Parents are able to recognize their own chick by sight and vocalizations. They will feed no other chick.

A flamingo chick will leave the nest after four to seven days, when it is strong enough to stand and walk. Parents keep a close, protective watch on their chick as it explores its habitat.

Flamingo parents remain close-by as their chicks begin to explore their environment.

Chicks gather in large groups called creches (French for “crib”). Parents are able to locate their own chicks in the creche at feeding time.

Adults feed their chicks a secretion of the upper digestive tract referred to as “milk”. “Milk” secretion is caused by the hormone prolactin, which both the male and female flamingo produce.

  •  ”Milk” is 8% to 9% protein and 15% fat, similar to mammal milk.
  •  ”Milk” is red in color due to the pigment canthaxanthin. Chicks store this pigment in the liver, to be deposited in their adult feathers when they grow.

Flamingo chicks are able to swim before they are typically old enough to leave the nest for good.

Young chicks have been seen imitating feeding methods while standing in shallow water.

Chicks begin to grow their flight feathers after 11 weeks. At the same time, the bill begins to hook, allowing the chick to feed itself.

Chicks lose their juvenile gray or white color gradually over a two or three year period, at which time their pink feathers begin to show.

Habitat destruction by humans has had a negative effect on the breeding and feeding grounds of flamingos.

  • Construction of roads and highways make the flamingo’s environment more accessible to people and land predators.
  • Coastal desert irrigation has altered water levels in many flamingo habitats.
  • Mining of boron, lithium, nitrates, potassium, and molybdenum has caused habitat disturbances for the flamingos.
  • Low-flying aircraft bringing tourists, bird enthusiasts, and photographers into flamingo nesting and feeding grounds cause disturbances and affect the birds’ lifestyle.

People have used flamingos and their eggs as food.

  • Historically, people have used flamingo eggs as a primary food source and delicacy. Today, in some places, flamingo eggs are removed from nests and sold at markets.
  • In early Roman times, flamingo tongues were carefully prepared, pickled, and served as a delicacy.
  • Andean miners have killed flamingos for their fat, believed to be a cure for tuberculosis.

Greater and lesser flamingo chicks in the Magadi colony in Africa were banded in the 1960′s with the hope of finding out more about these birds’ lifestyles and migration patterns.
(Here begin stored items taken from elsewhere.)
//! Engine collaborator traits
//!
//! The query layer never touches storage structures directly. It opens a
//! [`Scope`] on a store through an [`Engine`], asks the scope for a [`Cursor`]
//! over a key range, and advances that cursor one awaited step at a time.
//!
//! Every method that may need to reach the backing engine returns a boxed
//! future, so disk-backed engines can suspend between entries.

use std::fmt;
use std::future::Future;
use std::pin::Pin;

use serde::{Deserialize, Serialize};

use super::entry::Entry;
use super::errors::StorageResult;
use crate::planner::{Direction, KeyRange};

/// Boxed future returned by engine operations
pub type StorageFuture<'a, T> = Pin<Box<dyn Future<Output = StorageResult<T>> + Send + 'a>>;

/// Access mode of a scope
#[derive(Debug, Clone, Copy, PartialEq, Eq, Hash, Default, Serialize, Deserialize)]
#[serde(rename_all = "snake_case")]
pub enum ScopeMode {
    #[default]
    ReadOnly,
    ReadWrite,
}

impl ScopeMode {
    pub fn as_str(&self) -> &'static str {
        match self {
            ScopeMode::ReadOnly => "readonly",
            ScopeMode::ReadWrite => "readwrite",
        }
    }
}

impl fmt::Display for ScopeMode {
    fn fmt(&self, f: &mut fmt::Formatter<'_>) -> fmt::Result {
        f.write_str(self.as_str())
    }
}

/// What a scan walks: the store in primary key order, or one of its indexes
#[derive(Debug, Clone, PartialEq, Eq, Hash, Default, Serialize, Deserialize)]
#[serde(rename_all = "snake_case")]
pub enum ScanTarget {
    #[default]
    Store,
    Index(String),
}

impl ScanTarget {
    pub fn index(name: impl Into<String>) -> Self {
        ScanTarget::Index(name.into())
    }

    pub fn index_name(&self) -> Option<&str> {
        match self {
            ScanTarget::Store => None,
            ScanTarget::Index(name) => Some(name),
        }
    }

    /// `store` or `store.index`, for logs and errors
    pub fn qualified(&self, store: &str) -> String {
        match self {
            ScanTarget::Store => store.to_string(),
            ScanTarget::Index(name) => format!("{}.{}", store, name),
        }
    }
}

/// Entry point into an engine
pub trait Engine: Send + Sync + 'static {
    /// Scope type handed out by this engine
    type Scope: Scope;

    /// Open a scope on a store.
    ///
    /// Fails with `StoreNotFound` if the store does not exist.
    fn open_scope<'a>(&'a self, store: &'a str, mode: ScopeMode) -> StorageFuture<'a, Self::Scope>;
}

/// A bounded access context on one store.
///
/// Cursors opened from a scope own their position and must not outlive the
/// scope's release; the executor guarantees this ordering.
pub trait Scope: Send + 'static {
    /// Cursor type opened by this scope
    type Cursor: Cursor;

    /// Name of the store this scope covers
    fn store(&self) -> &str;

    /// Access mode the scope was opened with
    fn mode(&self) -> ScopeMode;

    /// Open a cursor over `range` in `direction`.
    ///
    /// Resolves to `None` when nothing matches. The returned cursor is
    /// positioned on the first matching entry.
    fn open_cursor<'a>(
        &'a self,
        target: &'a ScanTarget,
        range: &'a KeyRange,
        direction: Direction,
    ) -> StorageFuture<'a, Option<Self::Cursor>>;

    /// Read matching entries in ascending order, at most `limit` of them
    fn bulk_read<'a>(
        &'a self,
        target: &'a ScanTarget,
        range: &'a KeyRange,
        limit: Option<u64>,
    ) -> StorageFuture<'a, Vec<Entry>>;

    /// Count matching entries
    fn bulk_count<'a>(&'a self, target: &'a ScanTarget, range: &'a KeyRange)
        -> StorageFuture<'a, u64>;

    /// Release the scope. Must be idempotent.
    fn release(&mut self);
}

/// A positioned scan handle.
///
/// A cursor is either positioned on an entry or exhausted. Advancing is the
/// only mutation, and once exhausted it stays exhausted.
pub trait Cursor: Send + 'static {
    /// Entry under the cursor, or `None` when exhausted
    fn current(&self) -> Option<&Entry>;

    /// Move forward by `count` positions in the cursor's direction.
    ///
    /// `count` is at least 1. Advancing past the last entry exhausts the cursor.
    fn advance(&mut self, count: u64) -> StorageFuture<'_, ()>;
}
Unfortunately, only a few of the banded birds have been recovered. It is believed that the bands may have dissolved because of the high alkaline content in the water where these birds live.

Human activity on Great Inagua Island in the Bahamas has helped flamingo populations. Salt production has added many acres of suitable habitat, stabilized water levels, and provided additional food sources.